Dimanche, 15 février 2026

Sports

Temps de lecture : 2 min 17 s

À toutes les semaines

Des tournois de pichenottes au Bas-Saguenay

Sara-Léa Bouchard
Le 15 février 2026 — Modifié à 11 h 52 min le 12 février 2026
Par Sara-Léa Bouchard - Journaliste

L’Auberge Le Camp de base, situé à L’Anse-Saint-Jean au Bas-Saguenay, offre désormais la possibilité aux plus jeunes comme aux plus vieux, de découvrir ou de redécouvrir le jeu de pichenottes. Des tournois hebdomadaires seront proposés, entre autres, afin de retrouver l’amour des loisirs d’antan lors de froides soirées d’hiver.     

L’un des propriétaires du Camp de base et instigateur des tournois, Pierre Lévesque, s’est souvenu de ces étés passés du côté de la famille de son paternel, où plusieurs parties de pichenottes se sont jouées. L’enfant en lui n’a pu contenir son excitation lorsque son père lui a remis, ce Noël dernier, la table de pichenottes sur laquelle il avait l’habitude de jouer. Un loisir qu’ont découvert ses garçons à leur tour et qu’ils ont apprécié dès le départ. Puis, une idée a germé dans la tête de Pierre Lévesque.  

« Mon but premier était d’organiser un événement qui allait être rassembleur, en plus de réunir les jeunes, mais également les adeptes et habitués du Camp de base. Quand on parle des pichenottes, on voit plusieurs visages s’illuminer et les souvenirs reviennent », raconte le principal intéressé, qui a ainsi commencer à chercher des tables sur internet.  

« Je suis tombé sur un monsieur de 85 ans, dans le coin de Chaudière-Appalaches, qui vendait ses tables de pichenottes, très belles et bien entretenues. Puisqu’il avait une expertise là-dedans, je suis allé à sa rencontre. Au passage, je lui ai posé quelques questions, et on s’est même mis à jouer aux pichenottes. Finalement, j’ai ramené les deux tables ! », explique M. Lévesque.  

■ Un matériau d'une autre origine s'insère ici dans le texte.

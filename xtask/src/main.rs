use anyhow::{bail, Context, Result};
use clap::{Parser, Subcommand};
use std::collections::BTreeMap;
use std::fs;
use std::io::Write;
use std::path::Path;
use std::process::Command;
use std::time::Instant;

#[derive(Parser)]
#[command(name = "xtask")]
#[command(about = "donelist workspace automation", long_about = None)]
struct Cli {
    #[command(subcommand)]
    command: Commands,
}

#[derive(Subcommand)]
enum Commands {
    /// Run the loom model tests (`--cfg loom`, release mode)
    Loom {
        /// Only run tests whose name contains this string
        filter: Option<String>,

        /// Bound on preemptions explored per execution
        #[arg(long, default_value_t = 3)]
        max_preemptions: usize,
    },
    /// Run the criterion benchmarks and summarize them
    Bench {
        /// Run quickly (lower sample size/time)
        #[arg(long, default_value_t = false)]
        quick: bool,

        /// Generate report only (skip running benchmarks)
        #[arg(long, default_value_t = false)]
        report_only: bool,
    },
}

const BENCH: &str = "completion_list_benchmark";

fn main() -> Result<()> {
    let cli = Cli::parse();

    match cli.command {
        Commands::Loom {
            filter,
            max_preemptions,
        } => run_loom(filter.as_deref(), max_preemptions)?,
        Commands::Bench { quick, report_only } => {
            if !report_only {
                run_benchmarks(quick)?;
            }
            generate_report()?;
        }
    }

    Ok(())
}

fn run_loom(filter: Option<&str>, max_preemptions: usize) -> Result<()> {
    println!("Running loom models (max preemptions: {max_preemptions})...");
    let start = Instant::now();

    let mut cmd = Command::new("cargo");
    cmd.args(["test", "--release", "--test", "loom_completion_list"])
        .env("RUSTFLAGS", "--cfg loom")
        .env("LOOM_MAX_PREEMPTIONS", max_preemptions.to_string());
    if let Some(filter) = filter {
        cmd.arg(filter);
    }

    let status = cmd.status().context("failed to launch cargo test")?;
    if !status.success() {
        bail!("loom models failed");
    }
    println!("Loom models passed in {:.2?}", start.elapsed());
    Ok(())
}

fn run_benchmarks(quick: bool) -> Result<()> {
    println!("Compiling benchmarks...");
    let status = Command::new("cargo")
        .args(["build", "--bench", BENCH, "--release"])
        .status()?;
    if !status.success() {
        bail!("Failed to compile benchmarks");
    }

    let start = Instant::now();
    let mut cmd = Command::new("cargo");
    cmd.args(["bench", "--bench", BENCH, "--"]);
    if quick {
        cmd.args(["--measurement-time", "0.1", "--noplot", "--sample-size", "10"]);
    }

    let status = cmd.status().context("Failed to run benchmarks")?;
    if !status.success() {
        bail!("Benchmarks failed");
    }
    println!("Finished benchmarks in {:.2?}", start.elapsed());
    Ok(())
}

fn generate_report() -> Result<()> {
    println!("\n>>> Generating Report...");
    let criterion_dir = Path::new("target/criterion");
    if !criterion_dir.exists() {
        eprintln!("No criterion output found at {}", criterion_dir.display());
        return Ok(());
    }

    // group -> (variant -> mean ns)
    let mut results: BTreeMap<String, BTreeMap<String, f64>> = BTreeMap::new();
    collect_results(criterion_dir, &mut results)?;

    let report_path = Path::new("benchmark_results/report.md");
    if let Some(parent) = report_path.parent() {
        fs::create_dir_all(parent)?;
    }
    let mut file = fs::File::create(report_path)?;

    writeln!(file, "# Completion List Benchmark Report")?;
    for (group, variants) in &results {
        writeln!(file, "\n## {group}\n")?;
        writeln!(file, "| Benchmark | Mean |")?;
        writeln!(file, "|---|---|")?;
        for (variant, mean_ns) in variants {
            writeln!(file, "| {variant} | {} |", format_ns(*mean_ns))?;
        }
    }

    println!("Report written to {}", report_path.display());
    Ok(())
}

fn format_ns(ns: f64) -> String {
    if ns > 1_000_000.0 {
        format!("{:.2} ms", ns / 1_000_000.0)
    } else if ns > 1_000.0 {
        format!("{:.2} µs", ns / 1_000.0)
    } else {
        format!("{ns:.0} ns")
    }
}

/// Walks `target/criterion` for `new/estimates.json` files.
///
/// Layout is `<group>/<function>[/<parameter>]/new/estimates.json`.
fn collect_results(dir: &Path, results: &mut BTreeMap<String, BTreeMap<String, f64>>) -> Result<()> {
    for entry in fs::read_dir(dir)?.flatten() {
        let path = entry.path();
        if path.is_dir() {
            if path.file_name().and_then(|s| s.to_str()) != Some("report") {
                collect_results(&path, results)?;
            }
            continue;
        }
        if path.file_name().and_then(|s| s.to_str()) != Some("estimates.json") {
            continue;
        }
        let Some(run_dir) = path.parent() else { continue };
        if run_dir.file_name().and_then(|s| s.to_str()) != Some("new") {
            continue;
        }
        let Some(bench_dir) = run_dir.parent() else { continue };

        let Ok(relative) = bench_dir.strip_prefix("target/criterion") else {
            continue;
        };
        let mut parts = relative.iter().filter_map(|p| p.to_str());
        let Some(group) = parts.next() else { continue };
        let variant = parts.collect::<Vec<_>>().join("/");

        let content = fs::read_to_string(&path)
            .with_context(|| format!("reading {}", path.display()))?;
        let json: serde_json::Value = serde_json::from_str(&content)
            .with_context(|| format!("parsing {}", path.display()))?;
        if let Some(mean) = json
            .get("mean")
            .and_then(|m| m.get("point_estimate"))
            .and_then(serde_json::Value::as_f64)
        {
            results
                .entry(group.to_string())
                .or_default()
                .insert(variant, mean);
        }
    }
    Ok(())
}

Un premier tour de pratique s’est donc tenu à l’Auberge, le mercredi 4 février dernier. Une vingtaine à une trentaine de personnes se sont déplacées pour l’occasion. 

« Ce n’est pas tout le monde qui joue de la même façon, alors ce fut aussi une manière pour moi de rappeler certaines règles de base, en mettant de l’avant un stratagème de pointage dans le cadre d’un tournoi. L’inscription est gratuite. On va ensuite pouvoir jumeler des gens dépendamment de leur classement dans le tableau pour poursuivre avec les tournois. » 

Pierre Lévesque réitère qu’aux pichenottes, des jetons verts, des jetons rouges et un jeton noir font parties des pièces maitresses du jeu. Il existe également une pichenotte jaune et une pichenotte blanche, qui elles ont des codifications en points comme celle de couleur noir, soit +5, +10 ou +15. Deux équipes de deux s’affrontent dans le cadre d’une joute. Le copropriétaire de l’Auberge affirme que le jeu s’apparente à celui du billard, dans son fonctionnement.  

« Une partie se termine en remportant un certain nombre de points. À la fin du tournoi, c’est l’équipe qui cumule le plus de points qui gagne, évidemment », laisse-t-il savoir.  

Preuve de la ressemblance avec le billard: les plus fins connaisseurs du jeu de pichenottes jouaient même autrefois avec une baguette, à la place de leurs doigts. C’est la première fois que Pierre Lévesque entendait parler de cette méthode, assure-t-il, ajoutant que ça amenait certainement plus de précision.    

Un rendez-vous les mercredis  

Après un premier tournoi le 11 février, M. Lévesque entend en faire un rendez-vous à tous les mercredis, pour celles et ceux qui se seront inscrits au préalable.  

« J’aime bien l’idée de cumuler des points à travers un tournoi au courant d’une saison. On peut, par après, tomber en série, ce qui amène une petite nervosité, une excitation chez les membres. C’est une initiative que j’aimerais continuer cet hiver. » 

Le responsable voit une importance dans le fait de ramener ce genre de jeu dans l’air du temps, que ce soit pour se remémorer ou s’y familiariser.  

« À l’époque, les gens avaient leurs jeux qui leur permettaient de passer du temps avec leurs proches. J’aime bien penser qu’en ressuscitant ces loisirs, on fait un petit clin d’œil au côté patrimonial des choses », conclut-il.